Data extracted from a collection
===
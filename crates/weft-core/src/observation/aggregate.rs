//! `all`: gather several observations into one.
//!
//! Outcome rule: scan inputs in list order. The first input that is still
//! pending stops the scan (wait); the first rejected input decides the
//! aggregate's fault; if every input is fulfilled the aggregate resolves to
//! their values in list order. This is what awaiting the inputs one by one
//! would produce, without blocking a thread to do it.

use std::sync::Arc;

use parking_lot::Mutex;

use super::{Observation, settle};
use crate::domain::Fault;
use crate::executor::ExecutorHandle;
use crate::ports::Clock;
use crate::resolvable::ResolvableValue;

struct Gather<T> {
    slots: Vec<Option<Result<T, Fault>>>,
    settled: bool,
}

impl<T: Clone> Gather<T> {
    fn decide(&self) -> Option<Result<Vec<T>, Fault>> {
        let mut values = Vec::with_capacity(self.slots.len());
        for slot in &self.slots {
            match slot {
                None => return None,
                Some(Err(fault)) => return Some(Err(fault.clone())),
                Some(Ok(value)) => values.push(value.clone()),
            }
        }
        Some(Ok(values))
    }
}

pub(crate) fn all<T>(
    inputs: Vec<Observation<T>>,
    executor: ExecutorHandle,
    clock: Arc<dyn Clock>,
) -> Observation<Vec<T>>
where
    T: Clone + Send + 'static,
{
    let Some(initialized_at) = inputs.iter().map(Observation::initialized_at).min() else {
        let now = clock.now();
        return Observation::with_clock(
            executor,
            ResolvableValue::fulfilled(now, Vec::new()),
            now,
            clock,
        );
    };

    let aggregate = Observation::with_clock(
        executor,
        ResolvableValue::deferred(Arc::clone(&clock)),
        initialized_at,
        clock,
    );
    let gather = Arc::new(Mutex::new(Gather {
        slots: (0..inputs.len()).map(|_| None).collect(),
        settled: false,
    }));

    for (index, input) in inputs.iter().enumerate() {
        let gather = Arc::clone(&gather);
        let target = aggregate.resolvable().clone();
        input.resolvable().add_observer(move |resolution| {
            let outcome = {
                let mut gather = gather.lock();
                if gather.settled {
                    return;
                }
                gather.slots[index] = Some(resolution.result.clone());
                let Some(outcome) = gather.decide() else {
                    return;
                };
                gather.settled = true;
                outcome
            };
            settle(&target, outcome);
        });
    }
    aggregate
}

#[cfg(test)]
mod tests {
    use super::*;
    use chrono::{TimeDelta, Utc};

    use crate::domain::ResolutionState;
    use crate::error::WeftError;
    use crate::ports::SystemClock;

    fn clock() -> Arc<dyn Clock> {
        Arc::new(SystemClock)
    }

    fn pending<T: Clone + Send + 'static>() -> Observation<T> {
        Observation::pending(ExecutorHandle::inline(), clock())
    }

    #[test]
    fn empty_input_resolves_to_empty_vec() {
        let obs = all::<i32>(Vec::new(), ExecutorHandle::inline(), clock());
        assert!(obs.is_resolved());
        assert_eq!(obs.get().unwrap(), Vec::<i32>::new());
    }

    #[test]
    fn values_keep_input_order_regardless_of_completion_order() {
        let a = pending::<&str>();
        let b = pending::<&str>();
        let obs = all(vec![a.clone(), b.clone()], ExecutorHandle::inline(), clock());

        b.resolvable().resolve("second").unwrap();
        assert_eq!(obs.state(), ResolutionState::Pending);
        a.resolvable().resolve("first").unwrap();

        assert_eq!(obs.get().unwrap(), vec!["first", "second"]);
    }

    #[test]
    fn lowest_index_fault_wins_even_if_it_fails_last() {
        let a = pending::<i32>();
        let b = pending::<i32>();
        let obs = all(vec![a.clone(), b.clone()], ExecutorHandle::inline(), clock());

        let late: Fault = WeftError::Abandoned.into();
        b.resolvable().reject(WeftError::UnknownExecutor("b".into()).into()).unwrap();
        assert_eq!(obs.state(), ResolutionState::Pending);
        a.resolvable().reject(late.clone()).unwrap();

        assert!(obs.get().unwrap_err().ptr_eq(&late));
    }

    #[test]
    fn rejects_without_waiting_for_later_inputs() {
        let a = pending::<i32>();
        let b = pending::<i32>();
        let obs = all(vec![a.clone(), b.clone()], ExecutorHandle::inline(), clock());

        let fault: Fault = WeftError::Abandoned.into();
        a.resolvable().reject(fault.clone()).unwrap();

        assert_eq!(b.state(), ResolutionState::Pending);
        assert!(obs.get().unwrap_err().ptr_eq(&fault));
    }

    #[test]
    fn initialized_at_is_the_earliest_input() {
        let now = Utc::now();
        let at = |offset: i64, v: i32| {
            Observation::new(
                ExecutorHandle::inline(),
                ResolvableValue::fulfilled(now, v),
                now + TimeDelta::seconds(offset),
            )
        };

        let behind = all(vec![at(0, 1), at(-3, 2)], ExecutorHandle::inline(), clock());
        assert_eq!(behind.initialized_at(), now - TimeDelta::seconds(3));

        let ahead = all(vec![at(0, 1), at(71, 2)], ExecutorHandle::inline(), clock());
        assert_eq!(ahead.initialized_at(), now);
    }
}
===
_Required work_
Exact repetition of every record is required.

_Problem solution_
filename crates/weft-core/src/observation/aggregate.rs
//! `all`: gather several observations into one.
//!
//! Outcome rule: scan inputs in list order. The first input that is still
//! pending stops the scan (wait); the first rejected input decides the
//! aggregate's fault; if every input is fulfilled the aggregate resolves to
//! their values in list order. This is what awaiting the inputs one by one
//! would produce, without blocking a thread to do it.

use std::sync::Arc;

use parking_lot::Mutex;

use super::{Observation, settle};
use crate::domain::Fault;
use crate::executor::ExecutorHandle;
use crate::ports::Clock;
use crate::resolvable::ResolvableValue;

struct Gather<T> {
    slots: Vec<Option<Result<T, Fault>>>,
    settled: bool,
}

impl<T: Clone> Gather<T> {
    fn decide(&self) -> Option<Result<Vec<T>, Fault>> {
        let mut values = Vec::with_capacity(self.slots.len());
        for slot in &self.slots {
            match slot {
                None => return None,
                Some(Err(fault)) => return Some(Err(fault.clone())),
                Some(Ok(value)) => values.push(value.clone()),
            }
        }
        Some(Ok(values))
    }
}

pub(crate) fn all<T>(
    inputs: Vec<Observation<T>>,
    executor: ExecutorHandle,
    clock: Arc<dyn Clock>,
) -> Observation<Vec<T>>
where
    T: Clone + Send + 'static,
{
    let Some(initialized_at) = inputs.iter().map(Observation::initialized_at).min() else {
        let now = clock.now();
        return Observation::with_clock(
            executor,
            ResolvableValue::fulfilled(now, Vec::new()),
            now,
            clock,
        );
    };

    let aggregate = Observation::with_clock(
        executor,
        ResolvableValue::deferred(Arc::clone(&clock)),
        initialized_at,
        clock,
    );
    let gather = Arc::new(Mutex::new(Gather {
        slots: (0..inputs.len()).map(|_| None).collect(),
        settled: false,
    }));

    for (index, input) in inputs.iter().enumerate() {
        let gather = Arc::clone(&gather);
        let target = aggregate.resolvable().clone();
        input.resolvable().add_observer(move |resolution| {
            let outcome = {
                let mut gather = gather.lock();
                if gather.settled {
                    return;
                }
                gather.slots[index] = Some(resolution.result.clone());
                let Some(outcome) = gather.decide() else {
                    return;
                };
                gather.settled = true;
                outcome
            };
            settle(&target, outcome);
        });
    }
    aggregate
}

#[cfg(test)]
mod tests {
    use super::*;
    use chrono::{TimeDelta, Utc};

    use crate::domain::ResolutionState;
    use crate::error::WeftError;
    use crate::ports::SystemClock;

    fn clock() -> Arc<dyn Clock> {
        Arc::new(SystemClock)
    }

    fn pending<T: Clone + Send + 'static>() -> Observation<T> {
        Observation::pending(ExecutorHandle::inline(), clock())
    }

    #[test]
    fn empty_input_resolves_to_empty_vec() {
        let obs = all::<i32>(Vec::new(), ExecutorHandle::inline(), clock());
        assert!(obs.is_resolved());
        assert_eq!(obs.get().unwrap(), Vec::<i32>::new());
    }

    #[test]
    fn values_keep_input_order_regardless_of_completion_order() {
        let a = pending::<&str>();
        let b = pending::<&str>();
        let obs = all(vec![a.clone(), b.clone()], ExecutorHandle::inline(), clock());

        b.resolvable().resolve("second").unwrap();
        assert_eq!(obs.state(), ResolutionState::Pending);
        a.resolvable().resolve("first").unwrap();

        assert_eq!(obs.get().unwrap(), vec!["first", "second"]);
    }

    #[test]
    fn lowest_index_fault_wins_even_if_it_fails_last() {
        let a = pending::<i32>();
        let b = pending::<i32>();
        let obs = all(vec![a.clone(), b.clone()], ExecutorHandle::inline(), clock());

        let late: Fault = WeftError::Abandoned.into();
        b.resolvable().reject(WeftError::UnknownExecutor("b".into()).into()).unwrap();
        assert_eq!(obs.state(), ResolutionState::Pending);
        a.resolvable().reject(late.clone()).unwrap();

        assert!(obs.get().unwrap_err().ptr_eq(&late));
    }

    #[test]
    fn rejects_without_waiting_for_later_inputs() {
        let a = pending::<i32>();
        let b = pending::<i32>();
        let obs = all(vec![a.clone(), b.clone()], ExecutorHandle::inline(), clock());

        let fault: Fault = WeftError::Abandoned.into();
        a.resolvable().reject(fault.clone()).unwrap();

        assert_eq!(b.state(), ResolutionState::Pending);
        assert!(obs.get().unwrap_err().ptr_eq(&fault));
    }

    #[test]
    fn initialized_at_is_the_earliest_input() {
        let now = Utc::now();
        let at = |offset: i64, v: i32| {
            Observation::new(
                ExecutorHandle::inline(),
                ResolvableValue::fulfilled(now, v),
                now + TimeDelta::seconds(offset),
            )
        };

        let behind = all(vec![at(0, 1), at(-3, 2)], ExecutorHandle::inline(), clock());
        assert_eq!(behind.initialized_at(), now - TimeDelta::seconds(3));

        let ahead = all(vec![at(0, 1), at(71, 2)], ExecutorHandle::inline(), clock());
        assert_eq!(ahead.initialized_at(), now);
    }
}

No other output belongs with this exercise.